**WORK INSTRUCTION**:
Repeat the entries below exactly. Begin with the first line and end with the line that contains "average trip. The".

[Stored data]
◆ ◆ ◆ ◆

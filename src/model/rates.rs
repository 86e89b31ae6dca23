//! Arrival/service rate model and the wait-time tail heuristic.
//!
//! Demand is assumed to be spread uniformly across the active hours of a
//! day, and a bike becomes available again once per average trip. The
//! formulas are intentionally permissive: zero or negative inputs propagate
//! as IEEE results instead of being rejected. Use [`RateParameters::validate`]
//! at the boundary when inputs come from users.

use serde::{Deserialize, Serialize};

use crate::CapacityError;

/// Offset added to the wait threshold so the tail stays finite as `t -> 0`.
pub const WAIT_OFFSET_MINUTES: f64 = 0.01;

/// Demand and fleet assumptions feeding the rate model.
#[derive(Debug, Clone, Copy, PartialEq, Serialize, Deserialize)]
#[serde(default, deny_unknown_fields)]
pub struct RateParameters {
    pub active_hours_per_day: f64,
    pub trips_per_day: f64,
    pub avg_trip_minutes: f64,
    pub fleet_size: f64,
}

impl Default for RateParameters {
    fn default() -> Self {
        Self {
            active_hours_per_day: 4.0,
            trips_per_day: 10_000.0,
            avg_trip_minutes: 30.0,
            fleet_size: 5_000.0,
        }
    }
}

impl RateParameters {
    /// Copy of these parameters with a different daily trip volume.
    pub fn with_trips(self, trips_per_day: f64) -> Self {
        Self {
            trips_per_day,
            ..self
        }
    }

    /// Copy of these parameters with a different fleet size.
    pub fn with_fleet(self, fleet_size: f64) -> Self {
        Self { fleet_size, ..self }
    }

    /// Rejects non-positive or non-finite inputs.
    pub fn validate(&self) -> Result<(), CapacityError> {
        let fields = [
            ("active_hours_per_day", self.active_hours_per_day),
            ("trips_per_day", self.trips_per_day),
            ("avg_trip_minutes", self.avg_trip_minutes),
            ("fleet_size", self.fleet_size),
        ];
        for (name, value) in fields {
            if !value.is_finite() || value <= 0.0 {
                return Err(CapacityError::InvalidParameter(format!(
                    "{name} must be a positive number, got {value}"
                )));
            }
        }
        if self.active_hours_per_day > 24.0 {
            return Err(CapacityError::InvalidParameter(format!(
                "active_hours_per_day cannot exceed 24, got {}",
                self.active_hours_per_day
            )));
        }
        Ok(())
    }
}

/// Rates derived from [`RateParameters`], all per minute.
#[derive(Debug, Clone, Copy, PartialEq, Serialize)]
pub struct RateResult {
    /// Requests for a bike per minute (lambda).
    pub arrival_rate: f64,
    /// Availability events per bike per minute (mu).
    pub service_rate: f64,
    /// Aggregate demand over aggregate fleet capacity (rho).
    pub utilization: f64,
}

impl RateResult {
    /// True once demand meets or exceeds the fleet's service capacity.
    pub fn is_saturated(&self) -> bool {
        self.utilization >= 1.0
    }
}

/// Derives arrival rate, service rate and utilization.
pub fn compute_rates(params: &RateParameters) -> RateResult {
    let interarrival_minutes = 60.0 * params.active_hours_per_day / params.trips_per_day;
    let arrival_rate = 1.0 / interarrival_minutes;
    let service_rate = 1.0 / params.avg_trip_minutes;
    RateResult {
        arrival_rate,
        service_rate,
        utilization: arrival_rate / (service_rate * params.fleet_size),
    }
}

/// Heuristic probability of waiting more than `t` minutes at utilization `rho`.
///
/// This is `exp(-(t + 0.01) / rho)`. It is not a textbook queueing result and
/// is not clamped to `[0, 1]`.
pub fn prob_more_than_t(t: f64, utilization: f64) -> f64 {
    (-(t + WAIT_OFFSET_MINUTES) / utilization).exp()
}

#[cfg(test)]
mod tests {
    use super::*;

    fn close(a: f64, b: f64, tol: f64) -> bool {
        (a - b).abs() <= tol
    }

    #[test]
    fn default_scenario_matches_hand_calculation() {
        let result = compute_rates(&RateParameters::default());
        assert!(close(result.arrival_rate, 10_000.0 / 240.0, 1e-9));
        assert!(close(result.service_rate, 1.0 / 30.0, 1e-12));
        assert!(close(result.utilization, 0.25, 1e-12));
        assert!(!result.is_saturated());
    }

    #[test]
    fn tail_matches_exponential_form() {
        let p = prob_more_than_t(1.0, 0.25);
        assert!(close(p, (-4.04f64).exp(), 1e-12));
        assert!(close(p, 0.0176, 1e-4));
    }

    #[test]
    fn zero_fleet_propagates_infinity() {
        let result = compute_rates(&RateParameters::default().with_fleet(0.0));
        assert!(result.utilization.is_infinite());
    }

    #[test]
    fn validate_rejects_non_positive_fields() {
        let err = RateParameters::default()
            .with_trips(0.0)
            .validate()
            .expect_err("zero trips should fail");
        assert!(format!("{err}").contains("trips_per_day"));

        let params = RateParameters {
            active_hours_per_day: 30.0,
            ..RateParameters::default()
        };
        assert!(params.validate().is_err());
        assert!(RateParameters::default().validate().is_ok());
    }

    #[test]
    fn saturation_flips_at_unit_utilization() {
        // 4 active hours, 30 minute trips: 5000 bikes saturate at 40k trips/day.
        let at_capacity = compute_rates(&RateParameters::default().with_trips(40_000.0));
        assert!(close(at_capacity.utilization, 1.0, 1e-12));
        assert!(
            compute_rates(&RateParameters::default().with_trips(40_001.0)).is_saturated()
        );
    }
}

◆ ◆ ◆ ◆

**SOLUTION TO THIS TASK**:
filename src/model/rates.rs
repository 86e89b31ae6dca23
//! Arrival/service rate model and the wait-time tail heuristic.
//!
//! Demand is assumed to be spread uniformly across the active hours of a
//! day, and a bike becomes available again once per average trip. The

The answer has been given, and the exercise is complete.